┌──

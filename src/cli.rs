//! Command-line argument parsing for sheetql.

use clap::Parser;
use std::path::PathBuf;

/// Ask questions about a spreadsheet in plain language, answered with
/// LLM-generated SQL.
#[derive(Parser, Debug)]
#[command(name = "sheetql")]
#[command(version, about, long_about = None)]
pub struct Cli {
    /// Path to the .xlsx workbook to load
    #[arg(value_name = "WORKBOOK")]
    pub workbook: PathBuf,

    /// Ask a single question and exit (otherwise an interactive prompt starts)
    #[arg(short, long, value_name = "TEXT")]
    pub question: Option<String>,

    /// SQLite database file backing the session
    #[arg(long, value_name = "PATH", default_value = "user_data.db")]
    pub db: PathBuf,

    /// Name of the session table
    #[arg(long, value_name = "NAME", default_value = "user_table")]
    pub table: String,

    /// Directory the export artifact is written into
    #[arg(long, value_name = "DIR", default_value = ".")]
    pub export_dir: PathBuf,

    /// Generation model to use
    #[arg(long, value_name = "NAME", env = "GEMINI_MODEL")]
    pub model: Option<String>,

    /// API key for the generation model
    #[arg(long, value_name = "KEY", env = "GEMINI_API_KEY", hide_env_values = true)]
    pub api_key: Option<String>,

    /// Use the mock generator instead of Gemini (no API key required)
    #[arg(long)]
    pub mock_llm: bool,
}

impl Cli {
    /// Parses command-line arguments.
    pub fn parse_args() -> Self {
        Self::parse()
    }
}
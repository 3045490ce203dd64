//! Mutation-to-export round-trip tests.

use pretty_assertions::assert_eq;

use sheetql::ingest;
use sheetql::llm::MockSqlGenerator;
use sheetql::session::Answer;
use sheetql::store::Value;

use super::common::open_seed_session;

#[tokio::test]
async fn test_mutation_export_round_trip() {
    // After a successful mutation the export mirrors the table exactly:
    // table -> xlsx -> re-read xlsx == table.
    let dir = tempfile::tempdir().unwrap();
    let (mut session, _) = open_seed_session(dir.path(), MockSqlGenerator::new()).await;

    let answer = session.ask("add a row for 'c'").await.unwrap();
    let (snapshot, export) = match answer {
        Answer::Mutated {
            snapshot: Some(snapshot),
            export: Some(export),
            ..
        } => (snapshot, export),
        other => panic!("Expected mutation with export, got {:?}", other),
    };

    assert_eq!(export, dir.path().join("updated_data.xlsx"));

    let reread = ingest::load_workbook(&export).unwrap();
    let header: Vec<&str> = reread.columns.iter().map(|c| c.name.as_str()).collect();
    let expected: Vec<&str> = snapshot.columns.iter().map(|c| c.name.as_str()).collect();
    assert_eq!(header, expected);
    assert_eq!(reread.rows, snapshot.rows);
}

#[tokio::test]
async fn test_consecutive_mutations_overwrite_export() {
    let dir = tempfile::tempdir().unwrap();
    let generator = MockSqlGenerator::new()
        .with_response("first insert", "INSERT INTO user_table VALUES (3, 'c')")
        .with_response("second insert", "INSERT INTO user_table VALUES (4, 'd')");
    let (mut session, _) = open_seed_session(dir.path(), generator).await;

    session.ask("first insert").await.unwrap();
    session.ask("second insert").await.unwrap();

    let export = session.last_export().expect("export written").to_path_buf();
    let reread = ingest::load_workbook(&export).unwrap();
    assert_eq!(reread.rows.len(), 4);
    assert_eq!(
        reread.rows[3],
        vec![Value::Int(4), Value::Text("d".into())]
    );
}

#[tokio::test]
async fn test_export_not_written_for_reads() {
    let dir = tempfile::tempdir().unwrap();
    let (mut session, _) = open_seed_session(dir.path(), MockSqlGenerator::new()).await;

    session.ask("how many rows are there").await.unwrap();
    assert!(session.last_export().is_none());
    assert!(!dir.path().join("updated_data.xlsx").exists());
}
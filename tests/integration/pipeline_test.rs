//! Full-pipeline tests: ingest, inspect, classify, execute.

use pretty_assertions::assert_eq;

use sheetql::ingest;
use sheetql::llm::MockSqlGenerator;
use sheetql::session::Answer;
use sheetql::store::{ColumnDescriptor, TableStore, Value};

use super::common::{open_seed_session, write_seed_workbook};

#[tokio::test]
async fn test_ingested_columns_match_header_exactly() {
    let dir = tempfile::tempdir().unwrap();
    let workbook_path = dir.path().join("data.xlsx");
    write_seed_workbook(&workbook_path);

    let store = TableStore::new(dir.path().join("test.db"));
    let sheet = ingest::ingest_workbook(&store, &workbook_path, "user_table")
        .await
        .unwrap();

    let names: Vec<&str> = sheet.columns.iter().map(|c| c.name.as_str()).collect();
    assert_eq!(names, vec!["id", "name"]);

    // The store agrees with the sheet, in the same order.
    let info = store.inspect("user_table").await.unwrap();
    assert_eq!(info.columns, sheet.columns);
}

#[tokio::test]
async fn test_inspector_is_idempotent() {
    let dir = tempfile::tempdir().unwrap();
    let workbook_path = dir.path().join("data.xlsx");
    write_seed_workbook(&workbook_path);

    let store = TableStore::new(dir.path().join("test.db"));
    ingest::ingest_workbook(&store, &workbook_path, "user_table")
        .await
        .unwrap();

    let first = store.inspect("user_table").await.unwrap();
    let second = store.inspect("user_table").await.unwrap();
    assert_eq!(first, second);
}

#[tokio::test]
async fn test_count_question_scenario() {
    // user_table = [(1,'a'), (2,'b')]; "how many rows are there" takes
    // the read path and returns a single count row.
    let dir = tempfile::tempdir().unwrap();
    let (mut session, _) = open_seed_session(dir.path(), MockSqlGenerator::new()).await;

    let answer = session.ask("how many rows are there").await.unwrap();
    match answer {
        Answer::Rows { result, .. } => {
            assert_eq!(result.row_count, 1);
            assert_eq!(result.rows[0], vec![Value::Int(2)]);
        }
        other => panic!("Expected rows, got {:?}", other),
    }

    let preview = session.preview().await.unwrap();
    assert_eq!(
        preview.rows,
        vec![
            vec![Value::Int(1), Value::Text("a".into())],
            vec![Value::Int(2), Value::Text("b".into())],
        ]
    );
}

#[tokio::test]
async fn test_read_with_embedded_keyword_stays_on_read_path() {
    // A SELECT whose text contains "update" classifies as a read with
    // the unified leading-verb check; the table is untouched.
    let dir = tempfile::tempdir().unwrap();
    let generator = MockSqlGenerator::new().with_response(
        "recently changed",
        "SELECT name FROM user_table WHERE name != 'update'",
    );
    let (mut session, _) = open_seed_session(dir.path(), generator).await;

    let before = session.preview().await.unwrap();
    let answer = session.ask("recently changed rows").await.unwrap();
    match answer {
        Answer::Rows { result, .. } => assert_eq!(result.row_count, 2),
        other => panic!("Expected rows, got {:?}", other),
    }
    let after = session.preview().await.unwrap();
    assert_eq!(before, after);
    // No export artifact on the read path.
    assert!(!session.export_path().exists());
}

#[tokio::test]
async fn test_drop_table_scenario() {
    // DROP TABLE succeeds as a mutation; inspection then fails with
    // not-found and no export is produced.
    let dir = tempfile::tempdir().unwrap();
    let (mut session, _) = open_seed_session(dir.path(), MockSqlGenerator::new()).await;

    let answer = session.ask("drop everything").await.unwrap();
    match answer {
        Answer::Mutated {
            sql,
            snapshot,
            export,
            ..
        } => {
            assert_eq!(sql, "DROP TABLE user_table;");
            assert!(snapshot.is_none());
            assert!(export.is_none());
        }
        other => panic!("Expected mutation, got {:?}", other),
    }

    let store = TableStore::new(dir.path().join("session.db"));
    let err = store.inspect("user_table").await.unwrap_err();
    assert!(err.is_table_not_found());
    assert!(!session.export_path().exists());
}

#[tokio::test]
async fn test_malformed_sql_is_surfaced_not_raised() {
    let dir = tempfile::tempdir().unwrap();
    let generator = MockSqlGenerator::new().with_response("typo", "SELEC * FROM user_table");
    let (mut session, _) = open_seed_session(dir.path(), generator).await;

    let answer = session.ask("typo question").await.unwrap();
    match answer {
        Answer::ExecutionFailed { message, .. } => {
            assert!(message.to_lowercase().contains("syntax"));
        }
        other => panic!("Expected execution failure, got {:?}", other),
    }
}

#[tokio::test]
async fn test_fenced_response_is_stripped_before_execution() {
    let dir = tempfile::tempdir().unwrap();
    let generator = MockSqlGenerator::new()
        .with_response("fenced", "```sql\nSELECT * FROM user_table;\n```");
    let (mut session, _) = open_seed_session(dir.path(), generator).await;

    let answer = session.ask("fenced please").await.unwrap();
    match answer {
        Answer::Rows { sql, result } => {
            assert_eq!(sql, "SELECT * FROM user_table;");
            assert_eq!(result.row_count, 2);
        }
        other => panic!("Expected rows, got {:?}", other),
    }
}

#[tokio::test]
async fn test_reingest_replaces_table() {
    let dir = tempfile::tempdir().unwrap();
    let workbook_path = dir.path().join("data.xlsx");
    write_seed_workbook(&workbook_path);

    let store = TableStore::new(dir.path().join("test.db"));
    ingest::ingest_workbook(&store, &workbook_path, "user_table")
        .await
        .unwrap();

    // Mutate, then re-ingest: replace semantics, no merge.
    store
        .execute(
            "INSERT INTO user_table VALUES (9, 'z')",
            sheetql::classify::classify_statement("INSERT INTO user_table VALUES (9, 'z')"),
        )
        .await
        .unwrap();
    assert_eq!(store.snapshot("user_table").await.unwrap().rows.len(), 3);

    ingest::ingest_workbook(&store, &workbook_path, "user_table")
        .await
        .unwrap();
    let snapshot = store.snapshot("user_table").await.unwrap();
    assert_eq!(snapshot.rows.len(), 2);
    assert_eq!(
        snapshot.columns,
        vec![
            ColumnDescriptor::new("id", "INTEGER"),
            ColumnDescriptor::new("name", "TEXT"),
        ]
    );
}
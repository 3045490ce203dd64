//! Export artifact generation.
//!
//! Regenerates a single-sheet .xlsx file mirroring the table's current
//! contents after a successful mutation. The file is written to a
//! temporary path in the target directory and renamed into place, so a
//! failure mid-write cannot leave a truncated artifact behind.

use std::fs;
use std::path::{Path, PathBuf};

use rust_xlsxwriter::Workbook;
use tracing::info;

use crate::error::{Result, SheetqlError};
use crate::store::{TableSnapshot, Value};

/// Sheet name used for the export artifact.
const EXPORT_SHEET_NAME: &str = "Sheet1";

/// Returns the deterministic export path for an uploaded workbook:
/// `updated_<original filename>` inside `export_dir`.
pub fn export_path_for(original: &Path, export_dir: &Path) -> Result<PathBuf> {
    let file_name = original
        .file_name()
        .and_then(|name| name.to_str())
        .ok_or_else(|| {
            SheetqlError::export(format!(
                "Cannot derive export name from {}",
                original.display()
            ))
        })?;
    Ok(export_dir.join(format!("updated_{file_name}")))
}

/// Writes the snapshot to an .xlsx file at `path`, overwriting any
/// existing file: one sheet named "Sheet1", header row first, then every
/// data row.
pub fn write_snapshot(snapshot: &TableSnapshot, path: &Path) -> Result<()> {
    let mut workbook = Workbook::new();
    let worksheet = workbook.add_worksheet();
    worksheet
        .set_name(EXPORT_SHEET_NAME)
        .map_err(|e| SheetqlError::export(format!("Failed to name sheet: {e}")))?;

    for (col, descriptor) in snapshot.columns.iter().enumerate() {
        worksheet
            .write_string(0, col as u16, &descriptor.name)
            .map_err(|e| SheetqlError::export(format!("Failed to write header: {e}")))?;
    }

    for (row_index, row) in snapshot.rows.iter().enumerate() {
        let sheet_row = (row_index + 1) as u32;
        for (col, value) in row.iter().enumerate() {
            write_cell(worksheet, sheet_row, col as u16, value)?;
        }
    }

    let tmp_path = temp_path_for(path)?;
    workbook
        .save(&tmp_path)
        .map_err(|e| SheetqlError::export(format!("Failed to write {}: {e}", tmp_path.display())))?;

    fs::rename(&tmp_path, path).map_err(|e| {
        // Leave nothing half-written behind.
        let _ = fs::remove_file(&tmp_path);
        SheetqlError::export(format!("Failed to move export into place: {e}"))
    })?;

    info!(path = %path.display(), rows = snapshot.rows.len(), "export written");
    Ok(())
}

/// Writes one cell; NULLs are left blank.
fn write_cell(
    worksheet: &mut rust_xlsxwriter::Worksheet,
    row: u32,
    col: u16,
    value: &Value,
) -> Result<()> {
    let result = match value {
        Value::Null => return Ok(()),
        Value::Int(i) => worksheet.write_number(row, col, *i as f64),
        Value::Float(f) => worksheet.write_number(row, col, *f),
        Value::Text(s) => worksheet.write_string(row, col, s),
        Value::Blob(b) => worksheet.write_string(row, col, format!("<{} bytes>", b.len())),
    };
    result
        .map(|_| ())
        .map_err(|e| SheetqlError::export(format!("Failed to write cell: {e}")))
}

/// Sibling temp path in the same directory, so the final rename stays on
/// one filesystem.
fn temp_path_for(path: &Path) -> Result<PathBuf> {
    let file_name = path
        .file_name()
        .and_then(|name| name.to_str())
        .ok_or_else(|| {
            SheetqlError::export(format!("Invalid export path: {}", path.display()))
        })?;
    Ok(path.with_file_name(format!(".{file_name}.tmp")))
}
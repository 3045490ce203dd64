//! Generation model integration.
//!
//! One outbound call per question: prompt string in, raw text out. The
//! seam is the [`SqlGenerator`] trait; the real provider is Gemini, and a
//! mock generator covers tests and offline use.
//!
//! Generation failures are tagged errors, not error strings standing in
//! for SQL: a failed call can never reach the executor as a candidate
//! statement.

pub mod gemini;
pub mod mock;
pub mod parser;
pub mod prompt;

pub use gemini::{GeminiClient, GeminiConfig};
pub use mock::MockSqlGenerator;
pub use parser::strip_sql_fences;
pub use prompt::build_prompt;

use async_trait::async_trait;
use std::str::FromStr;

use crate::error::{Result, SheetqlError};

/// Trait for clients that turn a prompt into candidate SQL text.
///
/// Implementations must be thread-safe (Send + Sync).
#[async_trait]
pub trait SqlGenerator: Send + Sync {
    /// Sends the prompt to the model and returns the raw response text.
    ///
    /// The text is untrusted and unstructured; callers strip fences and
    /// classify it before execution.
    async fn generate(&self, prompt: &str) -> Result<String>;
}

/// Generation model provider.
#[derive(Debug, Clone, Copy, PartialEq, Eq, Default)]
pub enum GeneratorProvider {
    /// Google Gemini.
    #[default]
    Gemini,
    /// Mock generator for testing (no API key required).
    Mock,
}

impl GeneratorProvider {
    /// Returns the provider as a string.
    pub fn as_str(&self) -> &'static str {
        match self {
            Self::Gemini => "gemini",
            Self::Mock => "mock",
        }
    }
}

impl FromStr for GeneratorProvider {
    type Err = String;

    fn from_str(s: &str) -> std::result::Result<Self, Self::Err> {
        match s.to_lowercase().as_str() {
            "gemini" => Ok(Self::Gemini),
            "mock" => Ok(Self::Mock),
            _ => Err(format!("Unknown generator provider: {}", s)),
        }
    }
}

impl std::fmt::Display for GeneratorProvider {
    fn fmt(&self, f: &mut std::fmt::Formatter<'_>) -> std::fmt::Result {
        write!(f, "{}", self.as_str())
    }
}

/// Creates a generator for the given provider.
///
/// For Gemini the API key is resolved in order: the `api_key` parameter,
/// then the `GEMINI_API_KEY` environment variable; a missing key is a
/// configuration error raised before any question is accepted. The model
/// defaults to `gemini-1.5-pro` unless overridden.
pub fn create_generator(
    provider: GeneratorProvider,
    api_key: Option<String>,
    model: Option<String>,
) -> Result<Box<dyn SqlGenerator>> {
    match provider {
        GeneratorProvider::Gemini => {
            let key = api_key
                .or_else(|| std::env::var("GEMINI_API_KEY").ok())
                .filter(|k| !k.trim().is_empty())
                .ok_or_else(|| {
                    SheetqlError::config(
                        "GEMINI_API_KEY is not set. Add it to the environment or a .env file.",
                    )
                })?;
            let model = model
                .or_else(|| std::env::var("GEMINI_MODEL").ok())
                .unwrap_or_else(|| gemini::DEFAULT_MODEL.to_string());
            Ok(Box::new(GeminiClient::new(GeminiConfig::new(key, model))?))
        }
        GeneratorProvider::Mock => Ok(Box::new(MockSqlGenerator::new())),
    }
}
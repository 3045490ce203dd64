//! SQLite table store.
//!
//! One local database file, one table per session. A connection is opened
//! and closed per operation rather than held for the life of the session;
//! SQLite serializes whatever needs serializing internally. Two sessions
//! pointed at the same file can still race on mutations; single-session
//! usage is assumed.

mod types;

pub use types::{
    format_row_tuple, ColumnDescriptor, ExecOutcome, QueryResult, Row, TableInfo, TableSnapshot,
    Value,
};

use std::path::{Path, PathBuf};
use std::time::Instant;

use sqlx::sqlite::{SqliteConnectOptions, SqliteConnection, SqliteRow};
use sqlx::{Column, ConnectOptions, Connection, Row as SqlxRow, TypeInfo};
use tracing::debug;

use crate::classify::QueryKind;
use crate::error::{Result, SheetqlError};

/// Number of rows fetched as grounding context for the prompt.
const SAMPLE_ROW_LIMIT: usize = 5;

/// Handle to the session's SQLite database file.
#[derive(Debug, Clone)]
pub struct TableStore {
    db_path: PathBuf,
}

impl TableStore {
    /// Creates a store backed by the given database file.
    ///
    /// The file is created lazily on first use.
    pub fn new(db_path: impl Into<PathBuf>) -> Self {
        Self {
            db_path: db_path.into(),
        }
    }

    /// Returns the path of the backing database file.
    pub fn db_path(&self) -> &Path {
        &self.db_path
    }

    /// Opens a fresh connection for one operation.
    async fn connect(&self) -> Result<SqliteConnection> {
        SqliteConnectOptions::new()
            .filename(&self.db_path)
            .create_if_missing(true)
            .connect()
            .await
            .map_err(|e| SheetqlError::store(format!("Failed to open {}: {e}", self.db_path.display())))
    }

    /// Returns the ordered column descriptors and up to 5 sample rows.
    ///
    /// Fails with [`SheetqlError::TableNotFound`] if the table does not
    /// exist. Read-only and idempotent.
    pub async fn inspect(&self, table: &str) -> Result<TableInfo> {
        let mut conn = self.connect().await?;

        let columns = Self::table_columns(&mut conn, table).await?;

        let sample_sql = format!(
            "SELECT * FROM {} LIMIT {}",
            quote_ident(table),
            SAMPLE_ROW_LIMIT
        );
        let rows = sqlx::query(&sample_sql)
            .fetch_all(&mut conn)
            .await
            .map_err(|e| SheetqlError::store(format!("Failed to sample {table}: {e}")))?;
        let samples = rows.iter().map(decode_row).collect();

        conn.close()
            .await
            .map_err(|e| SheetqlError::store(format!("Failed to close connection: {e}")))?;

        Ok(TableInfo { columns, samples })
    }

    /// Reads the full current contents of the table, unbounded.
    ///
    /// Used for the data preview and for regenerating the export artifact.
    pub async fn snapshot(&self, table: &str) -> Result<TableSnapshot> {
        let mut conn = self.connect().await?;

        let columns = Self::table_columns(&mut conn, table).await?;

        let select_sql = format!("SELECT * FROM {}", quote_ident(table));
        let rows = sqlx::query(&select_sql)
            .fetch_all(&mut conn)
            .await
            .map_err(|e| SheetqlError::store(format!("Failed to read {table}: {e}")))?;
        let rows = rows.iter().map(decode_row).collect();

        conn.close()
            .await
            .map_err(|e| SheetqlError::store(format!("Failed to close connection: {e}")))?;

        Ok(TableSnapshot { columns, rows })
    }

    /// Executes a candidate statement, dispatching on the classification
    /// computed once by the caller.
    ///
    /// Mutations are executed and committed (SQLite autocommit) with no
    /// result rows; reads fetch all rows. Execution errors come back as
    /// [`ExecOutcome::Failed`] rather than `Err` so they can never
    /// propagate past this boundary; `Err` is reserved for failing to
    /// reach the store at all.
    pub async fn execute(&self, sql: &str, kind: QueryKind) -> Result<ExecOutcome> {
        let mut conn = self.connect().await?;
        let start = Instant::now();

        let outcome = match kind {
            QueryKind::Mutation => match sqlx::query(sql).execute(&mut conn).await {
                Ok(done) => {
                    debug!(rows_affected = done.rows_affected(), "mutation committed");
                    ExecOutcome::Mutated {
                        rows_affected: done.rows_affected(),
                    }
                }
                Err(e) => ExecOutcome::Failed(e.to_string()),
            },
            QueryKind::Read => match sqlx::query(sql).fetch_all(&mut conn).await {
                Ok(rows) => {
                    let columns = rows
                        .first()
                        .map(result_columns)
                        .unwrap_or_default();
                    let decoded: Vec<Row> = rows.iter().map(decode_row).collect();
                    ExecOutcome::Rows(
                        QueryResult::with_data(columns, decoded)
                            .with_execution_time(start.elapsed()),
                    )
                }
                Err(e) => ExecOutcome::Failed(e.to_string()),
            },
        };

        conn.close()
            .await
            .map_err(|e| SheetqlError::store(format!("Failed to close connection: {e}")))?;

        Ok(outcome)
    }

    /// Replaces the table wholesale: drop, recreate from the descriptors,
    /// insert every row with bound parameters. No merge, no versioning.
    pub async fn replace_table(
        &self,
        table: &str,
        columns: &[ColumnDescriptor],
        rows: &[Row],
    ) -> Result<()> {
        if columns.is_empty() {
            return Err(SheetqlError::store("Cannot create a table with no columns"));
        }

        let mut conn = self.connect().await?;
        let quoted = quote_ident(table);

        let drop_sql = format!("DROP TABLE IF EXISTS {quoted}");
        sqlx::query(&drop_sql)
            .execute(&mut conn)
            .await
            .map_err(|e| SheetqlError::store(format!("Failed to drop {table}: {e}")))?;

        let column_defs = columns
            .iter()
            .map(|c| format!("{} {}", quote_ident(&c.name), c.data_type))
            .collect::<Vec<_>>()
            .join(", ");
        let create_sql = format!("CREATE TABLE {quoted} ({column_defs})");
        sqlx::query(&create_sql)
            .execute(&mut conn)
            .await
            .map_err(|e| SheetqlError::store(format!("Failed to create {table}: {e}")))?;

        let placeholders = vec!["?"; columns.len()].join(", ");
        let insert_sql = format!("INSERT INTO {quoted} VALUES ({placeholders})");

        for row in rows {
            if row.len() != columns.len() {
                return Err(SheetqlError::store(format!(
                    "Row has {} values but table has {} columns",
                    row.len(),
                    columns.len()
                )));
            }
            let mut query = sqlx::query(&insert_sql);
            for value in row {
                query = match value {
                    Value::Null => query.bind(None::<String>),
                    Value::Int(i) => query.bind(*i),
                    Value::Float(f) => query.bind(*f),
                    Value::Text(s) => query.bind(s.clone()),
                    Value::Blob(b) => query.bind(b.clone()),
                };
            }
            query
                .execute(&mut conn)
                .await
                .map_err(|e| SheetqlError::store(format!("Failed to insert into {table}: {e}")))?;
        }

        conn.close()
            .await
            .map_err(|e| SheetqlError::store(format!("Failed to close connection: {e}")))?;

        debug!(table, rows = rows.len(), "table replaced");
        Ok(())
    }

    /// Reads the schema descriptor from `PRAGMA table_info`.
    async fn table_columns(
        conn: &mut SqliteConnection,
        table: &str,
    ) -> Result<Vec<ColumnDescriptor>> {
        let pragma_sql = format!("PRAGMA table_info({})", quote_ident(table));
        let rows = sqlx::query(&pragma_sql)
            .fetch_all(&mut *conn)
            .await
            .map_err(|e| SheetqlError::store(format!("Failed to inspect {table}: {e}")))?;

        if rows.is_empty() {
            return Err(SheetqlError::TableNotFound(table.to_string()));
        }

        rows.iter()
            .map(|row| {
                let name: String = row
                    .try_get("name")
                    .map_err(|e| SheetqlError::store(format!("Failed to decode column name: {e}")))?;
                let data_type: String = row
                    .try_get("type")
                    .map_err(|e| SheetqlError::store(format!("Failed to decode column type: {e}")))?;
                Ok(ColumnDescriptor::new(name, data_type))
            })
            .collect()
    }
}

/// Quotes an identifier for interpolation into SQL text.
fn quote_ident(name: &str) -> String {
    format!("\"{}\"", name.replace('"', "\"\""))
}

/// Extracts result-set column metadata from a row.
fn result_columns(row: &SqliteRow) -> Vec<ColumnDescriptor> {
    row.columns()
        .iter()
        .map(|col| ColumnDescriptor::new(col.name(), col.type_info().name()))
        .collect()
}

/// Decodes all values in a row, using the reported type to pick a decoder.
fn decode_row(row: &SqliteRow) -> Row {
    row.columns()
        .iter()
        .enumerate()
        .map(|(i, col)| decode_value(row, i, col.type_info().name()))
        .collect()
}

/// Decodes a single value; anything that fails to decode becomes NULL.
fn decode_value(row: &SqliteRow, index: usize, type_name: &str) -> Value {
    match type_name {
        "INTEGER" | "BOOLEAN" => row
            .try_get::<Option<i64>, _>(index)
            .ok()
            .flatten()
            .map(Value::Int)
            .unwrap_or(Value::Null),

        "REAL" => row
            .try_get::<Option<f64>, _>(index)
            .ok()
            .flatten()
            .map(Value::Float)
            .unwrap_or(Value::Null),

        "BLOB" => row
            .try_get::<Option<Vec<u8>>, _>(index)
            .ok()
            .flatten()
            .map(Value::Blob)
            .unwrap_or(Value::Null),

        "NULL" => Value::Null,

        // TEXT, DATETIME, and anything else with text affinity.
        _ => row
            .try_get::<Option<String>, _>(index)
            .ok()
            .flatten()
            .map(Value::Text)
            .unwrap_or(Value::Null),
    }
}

└──

• What you will do: Among the lines above, find those with the string "SqliteRow" and copy them.

• Response box:
use sqlx::sqlite::{SqliteConnectOptions, SqliteConnection, SqliteRow};
fn result_columns(row: &SqliteRow) -> Vec<ColumnDescriptor> {
fn decode_row(row: &SqliteRow) -> Row {
fn decode_value(row: &SqliteRow, index: usize, type_name: &str) -> Value {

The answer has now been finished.